A team of physicists from ICTP-Trieste and IQOQI-Innsbruck has come up with a surprisingly simple idea to investigate quantum entanglement of many particles. Instead of digging deep into the properties of quantum wave functions - which are notoriously hard to experimentally access - they propose to realize physical systems governed by the corresponding entanglement Hamiltonians. By doing so, entanglement properties of the original problem of interest become accessible via well-established tools. This radically new approach could help to improve understanding of quantum matter and open the way to new quantum technologies.

Quantum entanglement forms the heart of the second quantum revolution: it is a key characteristic used to understand forms of quantum matter, and a key resource for present and future quantum technologies.

Physically, entangled particles cannot be described as individual particles with defined states, but only as a single system. Even when the particles are separated by a large distance, changes in one particle also instantaneously affect the other particle(s). The entanglement of individual particles - whether photons, atoms or molecules - is part of everyday life in the laboratory today.

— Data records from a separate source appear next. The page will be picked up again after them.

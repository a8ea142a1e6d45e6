//! Identity types for SPECFORGE entities

use chrono::{DateTime, Utc};
use serde::{Deserialize, Serialize};
use serde_json::Value;
use sha2::{Digest, Sha256};
use std::fmt;
use std::str::FromStr;
use uuid::Uuid;

/// Timestamp type using UTC timezone.
pub type Timestamp = DateTime<Utc>;

/// SHA-256 content hash for deduplication and integrity verification.
pub type ContentHash = [u8; 32];

/// Common behaviour of the strongly-typed entity identifiers.
pub trait EntityIdType: Copy + Eq + std::hash::Hash + fmt::Display {
    /// Wrap a raw UUID.
    fn new(uuid: Uuid) -> Self;

    /// The underlying UUID.
    fn as_uuid(&self) -> Uuid;
}

macro_rules! define_entity_id {
    ($(#[$meta:meta])* $name:ident) => {
        $(#[$meta])*
        #[derive(Debug, Clone, Copy, PartialEq, Eq, Hash, PartialOrd, Ord, Serialize, Deserialize)]
        #[cfg_attr(feature = "openapi", derive(utoipa::ToSchema))]
        #[serde(transparent)]
        pub struct $name(Uuid);

        impl $name {
            /// Generate a new timestamp-sortable (UUIDv7) identifier.
            pub fn now_v7() -> Self {
                Self(Uuid::now_v7())
            }

            /// The all-zero identifier.
            pub const fn nil() -> Self {
                Self(Uuid::nil())
            }
        }

        impl EntityIdType for $name {
            fn new(uuid: Uuid) -> Self {
                Self(uuid)
            }

            fn as_uuid(&self) -> Uuid {
                self.0
            }
        }

        impl From<Uuid> for $name {
            fn from(uuid: Uuid) -> Self {
                Self(uuid)
            }
        }

        impl FromStr for $name {
            type Err = uuid::Error;

            fn from_str(s: &str) -> Result<Self, Self::Err> {
                Uuid::parse_str(s).map(Self)
            }
        }

        impl fmt::Display for $name {
            fn fmt(&self, f: &mut fmt::Formatter<'_>) -> fmt::Result {
                self.0.fmt(f)
            }
        }
    };
}

define_entity_id!(
    /// Identifier of a project.
    ProjectId
);
define_entity_id!(
    /// Identifier of a fragment.
    FragmentId
);
define_entity_id!(
    /// Identifier of a persisted version.
    VersionId
);
define_entity_id!(
    /// Identifier of an event in a project's revision log.
    EventId
);

/// Compute SHA-256 hash of content.
pub fn compute_content_hash(content: &[u8]) -> ContentHash {
    let mut hasher = Sha256::new();
    hasher.update(content);
    let result = hasher.finalize();
    let mut hash = [0u8; 32];
    hash.copy_from_slice(&result);
    hash
}

/// Serialize a JSON value with object keys sorted at every level and no
/// insignificant whitespace.
///
/// The output does not depend on the insertion order of object keys, so two
/// documents that compare equal always serialize to the same bytes.
pub fn canonical_json(value: &Value) -> String {
    let mut out = String::new();
    write_canonical(value, &mut out);
    out
}

fn write_canonical(value: &Value, out: &mut String) {
    match value {
        Value::Object(map) => {
            let mut keys: Vec<&String> = map.keys().collect();
            keys.sort();
            out.push('{');
            for (i, key) in keys.into_iter().enumerate() {
                if i > 0 {
                    out.push(',');
                }
                out.push_str(&Value::String(key.clone()).to_string());
                out.push(':');
                write_canonical(&map[key.as_str()], out);
            }
            out.push('}');
        }
        Value::Array(items) => {
            out.push('[');
            for (i, item) in items.iter().enumerate() {
                if i > 0 {
                    out.push(',');
                }
                write_canonical(item, out);
            }
            out.push(']');
        }
        scalar => out.push_str(&scalar.to_string()),
    }
}

/// Content hash of a resolved document, the identity key of a version.
///
/// Stored as lowercase hex of the SHA-256 digest over [`canonical_json`].
#[derive(Debug, Clone, PartialEq, Eq, Hash, PartialOrd, Ord, Serialize, Deserialize)]
#[cfg_attr(feature = "openapi", derive(utoipa::ToSchema))]
#[serde(transparent)]
pub struct SpecHash(String);

impl SpecHash {
    /// Hash a resolved document.
    pub fn of(resolved: &Value) -> Self {
        let canonical = canonical_json(resolved);
        Self(hex::encode(compute_content_hash(canonical.as_bytes())))
    }

    /// Wrap an already-computed hex digest (e.g. read back from event data).
    pub fn from_hex(hex_digest: impl Into<String>) -> Self {
        Self(hex_digest.into())
    }

    pub fn as_str(&self) -> &str {
        &self.0
    }
}

impl fmt::Display for SpecHash {
    fn fmt(&self, f: &mut fmt::Formatter<'_>) -> fmt::Result {
        f.write_str(&self.0)
    }
}
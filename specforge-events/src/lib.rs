//! SPECFORGE Events - Event Log Trait and Operations
//!
//! This crate defines the `EventLog` trait over a project's revision
//! history and provides `ProjectEventLog`, its implementation on top of any
//! storage backend.
//!
//! # Architecture
//!
//! History is a flat list of events per project, ordered by
//! `(created_at, sequence)`. A head pointer selects a prefix of that list:
//!
//! ```text
//! Events:   e1 → e2 → e3 → e4
//!                     ↑
//!                    head       e1..e3 active, e4 inactive (dangling)
//! ```
//!
//! Moving the head backwards is undo, forwards is redo. Reverting marks
//! individual events inactive without moving the head.
//!
//! # Traits
//!
//! - `EventLog`: append, list, set head, revert, resolve head
//! - `EventLogExt`: convenience methods

mod builder;
mod head;
mod log;

pub use builder::EventBuilder;
pub use head::{plan_head_move, HeadPlan};
pub use log::{EventLog, EventLogExt, ProjectEventLog};

// Re-export core types for convenience
pub use specforge_core::event::{
    FRAGMENT_CREATED, FRAGMENT_DELETED, FRAGMENT_UPDATED, SPEC_HASH_KEY, SPEC_VALIDATED,
    VALIDATION_FAILED,
};
pub use specforge_core::{Event, EventId, EventOrder, EventQuery, HeadChange};
//! Configuration types

use crate::{ConfigError, ForgeResult};
use serde::{Deserialize, Serialize};
use std::path::PathBuf;
use std::str::FromStr;
use std::time::Duration;

/// How the assertion plan is executed.
#[derive(Debug, Clone, Copy, PartialEq, Eq, Default, Serialize, Deserialize)]
#[serde(rename_all = "snake_case")]
pub enum AssertionStrategyKind {
    /// Fire all assertion subprocesses concurrently
    #[default]
    Parallel,
    /// Run one assertion at a time
    Sequential,
}

impl FromStr for AssertionStrategyKind {
    type Err = ConfigError;

    fn from_str(s: &str) -> Result<Self, Self::Err> {
        match s.trim().to_ascii_lowercase().as_str() {
            "parallel" => Ok(Self::Parallel),
            "sequential" => Ok(Self::Sequential),
            other => Err(ConfigError::InvalidValue {
                field: "assertion_strategy".to_string(),
                value: other.to_string(),
                reason: "expected 'parallel' or 'sequential'".to_string(),
            }),
        }
    }
}

/// Master configuration for the validation pipeline and recorder.
///
/// Passed explicitly into each component's constructor.
#[derive(Debug, Clone, PartialEq, Serialize, Deserialize)]
#[serde(default)]
pub struct ForgeConfig {
    /// Directory under which per-project workspaces are materialized.
    pub workspace_root: PathBuf,
    /// Schema checker executable (vet/export).
    pub checker_program: String,
    /// Query-filter executable used by assertions.
    pub query_program: String,
    /// Timeout applied to every external tool invocation, in milliseconds.
    pub tool_timeout_ms: u64,
    pub assertion_strategy: AssertionStrategyKind,
    /// Treat a document without a `capabilities` field as an error.
    pub require_capabilities: bool,
    /// Append a `validation_failed` event when a mutation does not validate.
    pub record_failures: bool,
    /// Capacity of the in-memory version cache.
    pub version_cache_entries: usize,
}

impl Default for ForgeConfig {
    fn default() -> Self {
        Self {
            workspace_root: std::env::temp_dir().join("specforge"),
            checker_program: "cue".to_string(),
            query_program: "jq".to_string(),
            tool_timeout_ms: 10_000,
            assertion_strategy: AssertionStrategyKind::Parallel,
            require_capabilities: false,
            record_failures: true,
            version_cache_entries: 1024,
        }
    }
}

impl ForgeConfig {
    /// Create ForgeConfig from environment variables.
    ///
    /// Environment variables:
    /// - `SPECFORGE_WORKSPACE_ROOT`: Workspace directory (default: `<tmp>/specforge`)
    /// - `SPECFORGE_CHECKER`: Schema checker program (default: cue)
    /// - `SPECFORGE_QUERY_TOOL`: Query-filter program (default: jq)
    /// - `SPECFORGE_TOOL_TIMEOUT_MS`: Tool timeout in ms (default: 10000)
    /// - `SPECFORGE_ASSERTION_STRATEGY`: "parallel" or "sequential" (default: parallel)
    /// - `SPECFORGE_REQUIRE_CAPABILITIES`: "true" or "false" (default: false)
    /// - `SPECFORGE_RECORD_FAILURES`: "true" or "false" (default: true)
    /// - `SPECFORGE_VERSION_CACHE_ENTRIES`: Cache capacity (default: 1024)
    pub fn from_env() -> Self {
        let defaults = Self::default();

        let workspace_root = std::env::var("SPECFORGE_WORKSPACE_ROOT")
            .ok()
            .filter(|s| !s.trim().is_empty())
            .map(PathBuf::from)
            .unwrap_or(defaults.workspace_root);

        let checker_program =
            std::env::var("SPECFORGE_CHECKER").unwrap_or(defaults.checker_program);

        let query_program =
            std::env::var("SPECFORGE_QUERY_TOOL").unwrap_or(defaults.query_program);

        let tool_timeout_ms = std::env::var("SPECFORGE_TOOL_TIMEOUT_MS")
            .ok()
            .and_then(|s| s.parse().ok())
            .unwrap_or(defaults.tool_timeout_ms);

        let assertion_strategy = std::env::var("SPECFORGE_ASSERTION_STRATEGY")
            .ok()
            .and_then(|s| s.parse().ok())
            .unwrap_or(defaults.assertion_strategy);

        let require_capabilities = std::env::var("SPECFORGE_REQUIRE_CAPABILITIES")
            .ok()
            .map(|s| s.to_lowercase() == "true")
            .unwrap_or(defaults.require_capabilities);

        let record_failures = std::env::var("SPECFORGE_RECORD_FAILURES")
            .ok()
            .map(|s| s.to_lowercase() != "false")
            .unwrap_or(defaults.record_failures);

        let version_cache_entries = std::env::var("SPECFORGE_VERSION_CACHE_ENTRIES")
            .ok()
            .and_then(|s| s.parse().ok())
            .unwrap_or(defaults.version_cache_entries);

        Self {
            workspace_root,
            checker_program,
            query_program,
            tool_timeout_ms,
            assertion_strategy,
            require_capabilities,
            record_failures,
            version_cache_entries,
        }
    }

    /// Parse a TOML document. Missing keys take their default values.
    pub fn from_toml_str(source: &str) -> ForgeResult<Self> {
        let config: Self = toml::from_str(source).map_err(|e| ConfigError::Parse {
            reason: e.to_string(),
        })?;
        config.validate()?;
        Ok(config)
    }

    pub fn tool_timeout(&self) -> Duration {
        Duration::from_millis(self.tool_timeout_ms)
    }

    /// Validate the configuration.
    ///
    /// Validates:
    /// - tool_timeout_ms > 0
    /// - checker_program and query_program are non-empty
    /// - version_cache_entries > 0
    pub fn validate(&self) -> ForgeResult<()> {
        if self.tool_timeout_ms == 0 {
            return Err(ConfigError::InvalidValue {
                field: "tool_timeout_ms".to_string(),
                value: self.tool_timeout_ms.to_string(),
                reason: "tool_timeout_ms must be greater than 0".to_string(),
            }
            .into());
        }

        for (field, value) in [
            ("checker_program", &self.checker_program),
            ("query_program", &self.query_program),
        ] {
            if value.trim().is_empty() {
                return Err(ConfigError::InvalidValue {
                    field: field.to_string(),
                    value: value.clone(),
                    reason: format!("{} must not be empty", field),
                }
                .into());
            }
        }

        if self.version_cache_entries == 0 {
            return Err(ConfigError::InvalidValue {
                field: "version_cache_entries".to_string(),
                value: "0".to_string(),
                reason: "version_cache_entries must be greater than 0".to_string(),
            }
            .into());
        }

        Ok(())
    }
}

#[cfg(test)]
mod tests {
    use super::*;
    use crate::ForgeError;

    #[test]
    fn test_default_config_is_valid() {
        assert!(ForgeConfig::default().validate().is_ok());
    }

    #[test]
    fn test_zero_timeout_rejected() {
        let config = ForgeConfig {
            tool_timeout_ms: 0,
            ..ForgeConfig::default()
        };
        let err = config.validate().unwrap_err();
        assert!(matches!(
            err,
            ForgeError::Config(ConfigError::InvalidValue { ref field, .. }) if field == "tool_timeout_ms"
        ));
    }

    #[test]
    fn test_empty_program_rejected() {
        let config = ForgeConfig {
            query_program: "  ".to_string(),
            ..ForgeConfig::default()
        };
        assert!(config.validate().is_err());
    }

    #[test]
    fn test_from_toml_partial_document() {
        let config = ForgeConfig::from_toml_str(
            r#"
            checker_program = "/opt/cue/bin/cue"
            tool_timeout_ms = 2500
            assertion_strategy = "sequential"
            "#,
        )
        .unwrap();
        assert_eq!(config.checker_program, "/opt/cue/bin/cue");
        assert_eq!(config.tool_timeout(), Duration::from_millis(2500));
        assert_eq!(config.assertion_strategy, AssertionStrategyKind::Sequential);
        assert_eq!(config.query_program, "jq");
    }

    #[test]
    fn test_from_toml_invalid_syntax() {
        let err = ForgeConfig::from_toml_str("tool_timeout_ms = [").unwrap_err();
        assert!(matches!(err, ForgeError::Config(ConfigError::Parse { .. })));
    }

    #[test]
    fn test_strategy_from_str() {
        assert_eq!(
            "Parallel".parse::<AssertionStrategyKind>().unwrap(),
            AssertionStrategyKind::Parallel
        );
        assert!("random".parse::<AssertionStrategyKind>().is_err());
    }
}
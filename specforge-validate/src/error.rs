//! Pipeline-internal errors.
//!
//! None of these escape the pipeline: each becomes a single `custom`
//! finding on the validation result.

use std::path::Path;

use serde_json::json;
use specforge_core::{ToolError, ValidationFinding};
use thiserror::Error;

#[derive(Debug, Clone, Error, PartialEq, Eq)]
pub enum PipelineError {
    #[error("Workspace I/O failed at {path}: {reason}")]
    Workspace { path: String, reason: String },

    #[error(transparent)]
    Tool(#[from] ToolError),

    #[error("Exported document is not valid JSON: {reason}")]
    Json { reason: String },

    #[error("Project has no fragments to validate")]
    NoFragments,
}

impl PipelineError {
    pub(crate) fn workspace(path: &Path, err: std::io::Error) -> Self {
        Self::Workspace {
            path: path.display().to_string(),
            reason: err.to_string(),
        }
    }

    /// Stable machine-readable tag for the failure.
    pub fn code(&self) -> &'static str {
        match self {
            Self::Workspace { .. } => "workspace_io",
            Self::Tool(ToolError::SpawnFailed { .. }) => "tool_spawn",
            Self::Tool(ToolError::TimedOut { .. }) => "tool_timeout",
            Self::Tool(ToolError::Io { .. }) => "tool_io",
            Self::Json { .. } => "invalid_json",
            Self::NoFragments => "no_fragments",
        }
    }

    pub fn into_finding(self) -> ValidationFinding {
        let code = self.code();
        ValidationFinding::custom(self.to_string()).with_details(json!({ "code": code }))
    }
}
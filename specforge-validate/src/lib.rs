//! SPECFORGE Validate - Spec Validation Pipeline
//!
//! Merges a project's fragments, checks them with an external schema
//! checker, exports and hashes the resolved document, runs assertions and
//! structural checks, and records every mutation as an event.
//!
//! # Components
//!
//! - `ToolRunner` / `ProcessToolRunner`: bounded external process calls
//! - `SchemaChecker` / `QueryTool`: command lines for the two tools
//! - `AssertionEngine` / `AssertionPlan`: threshold and existence queries
//! - `validate_structure`: capability declarations and overlaps
//! - `SpecPipeline`: the validation run itself
//! - `SpecRecorder`: mutation → validation → version → event, one writer
//!   per project

pub mod assertions;
pub mod checker;
pub mod diagnostics;
pub mod error;
pub mod pipeline;
pub mod recorder;
pub mod structural;
pub mod tool;
pub mod workspace;

pub use assertions::{
    is_truthy, Assertion, AssertionEngine, AssertionPlan, Comparator, ExistenceAssertion,
    ThresholdAssertion, UNRESOLVED_TOKEN_QUERY,
};
pub use checker::{QueryTool, SchemaChecker};
pub use diagnostics::{parse_diagnostics, parse_position};
pub use error::PipelineError;
pub use pipeline::SpecPipeline;
pub use recorder::{FragmentMutation, RecordOutcome, SpecRecorder};
pub use structural::{capability_ids, prefix_overlaps, validate_structure, StructuralRules};
pub use tool::{ProcessToolRunner, ToolInvocation, ToolOutput, ToolRunner};
pub use workspace::{MaterializedProject, Workspace};
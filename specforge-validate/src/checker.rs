//! Schema checker and query tool command lines.

use std::path::Path;
use std::time::Duration;

use specforge_core::{ForgeConfig, ToolError};

use crate::tool::{ToolInvocation, ToolOutput, ToolRunner};
use crate::workspace::MaterializedProject;

/// How to invoke the schema checker in vet and export mode.
#[derive(Debug, Clone, PartialEq, Eq)]
pub struct SchemaChecker {
    pub program: String,
    /// Arguments placed before the file list in vet mode.
    pub vet_args: Vec<String>,
    /// Arguments placed before the file list in export mode.
    pub export_args: Vec<String>,
    /// Arguments placed after the file list in export mode.
    pub export_suffix: Vec<String>,
    pub timeout: Duration,
}

impl SchemaChecker {
    pub fn new(program: impl Into<String>, timeout: Duration) -> Self {
        Self {
            program: program.into(),
            vet_args: vec!["vet".to_string()],
            export_args: vec!["export".to_string()],
            export_suffix: vec!["--out".to_string(), "json".to_string()],
            timeout,
        }
    }

    pub fn from_config(config: &ForgeConfig) -> Self {
        Self::new(config.checker_program.clone(), config.tool_timeout())
    }

    pub fn vet_invocation(&self, project: &MaterializedProject) -> ToolInvocation {
        ToolInvocation::new(self.program.clone(), self.timeout)
            .args(self.vet_args.iter().cloned())
            .args(project.files.iter().cloned())
            .current_dir(project.dir.clone())
    }

    pub fn export_invocation(&self, project: &MaterializedProject) -> ToolInvocation {
        ToolInvocation::new(self.program.clone(), self.timeout)
            .args(self.export_args.iter().cloned())
            .args(project.files.iter().cloned())
            .args(self.export_suffix.iter().cloned())
            .current_dir(project.dir.clone())
    }

    pub async fn vet(
        &self,
        runner: &dyn ToolRunner,
        project: &MaterializedProject,
    ) -> Result<ToolOutput, ToolError> {
        runner.run(&self.vet_invocation(project)).await
    }

    pub async fn export(
        &self,
        runner: &dyn ToolRunner,
        project: &MaterializedProject,
    ) -> Result<ToolOutput, ToolError> {
        runner.run(&self.export_invocation(project)).await
    }
}

/// How to run a filter query against a JSON file: `<program> <args> <query> <file>`.
#[derive(Debug, Clone, PartialEq, Eq)]
pub struct QueryTool {
    pub program: String,
    pub args: Vec<String>,
    pub timeout: Duration,
}

impl QueryTool {
    pub fn new(program: impl Into<String>, timeout: Duration) -> Self {
        Self {
            program: program.into(),
            args: vec!["-c".to_string()],
            timeout,
        }
    }

    pub fn from_config(config: &ForgeConfig) -> Self {
        Self::new(config.query_program.clone(), config.tool_timeout())
    }

    pub fn invocation(&self, query: &str, document: &Path) -> ToolInvocation {
        ToolInvocation::new(self.program.clone(), self.timeout)
            .args(self.args.iter().cloned())
            .arg(query)
            .arg(document.display().to_string())
    }
}

#[cfg(test)]
mod tests {
    use super::*;
    use std::path::PathBuf;

    fn project() -> MaterializedProject {
        MaterializedProject {
            dir: PathBuf::from("/tmp/p"),
            files: vec!["a.cue".to_string(), "b.cue".to_string()],
        }
    }

    #[test]
    fn test_vet_and_export_command_lines() {
        let checker = SchemaChecker::new("cue", Duration::from_secs(1));
        assert_eq!(checker.vet_invocation(&project()).display(), "cue vet a.cue b.cue");
        let export = checker.export_invocation(&project());
        assert_eq!(export.display(), "cue export a.cue b.cue --out json");
        assert_eq!(export.cwd, Some(PathBuf::from("/tmp/p")));
    }

    #[test]
    fn test_query_command_line() {
        let tool = QueryTool::from_config(&ForgeConfig::default());
        let invocation = tool.invocation(".a", Path::new("/tmp/doc.json"));
        assert_eq!(invocation.display(), "jq -c .a /tmp/doc.json");
    }
}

The physicists turn the concept of quantum simulation upside down by no longer simulating a certain physical system in the quantum simulator, but directly simulating its entanglement Hamiltonian operator, whose spectrum of excitations immediately relates to the entanglement spectrum.

"Instead of simulating a specific quantum problem in the laboratory and then trying to measure the entanglement properties, we propose simply turning the tables and directly realizing the corresponding entanglement Hamiltonian, which gives immediate and simple access to entanglement properties, such as the entanglement spectrum" explains Marcello Dalmonte. "Probing this operator in the lab is conceptually and practically as easy as probing conventional many-body spectra, a well-established lab routine." Furthermore, there are hardly any limits to this method with regard to the size of the quantum system.

This could also allow the investigation of entanglement spectra in many-particle systems, which is notoriously challenging to address with classical computers. Dalmonte, Vermersch and Zoller describe the radically new method in a current paper in Nature Physics and demonstrate its concrete realization on a number of experimental platforms, such as atomic systems, trapped ions and also solid-state systems based on superconducting quantum bits.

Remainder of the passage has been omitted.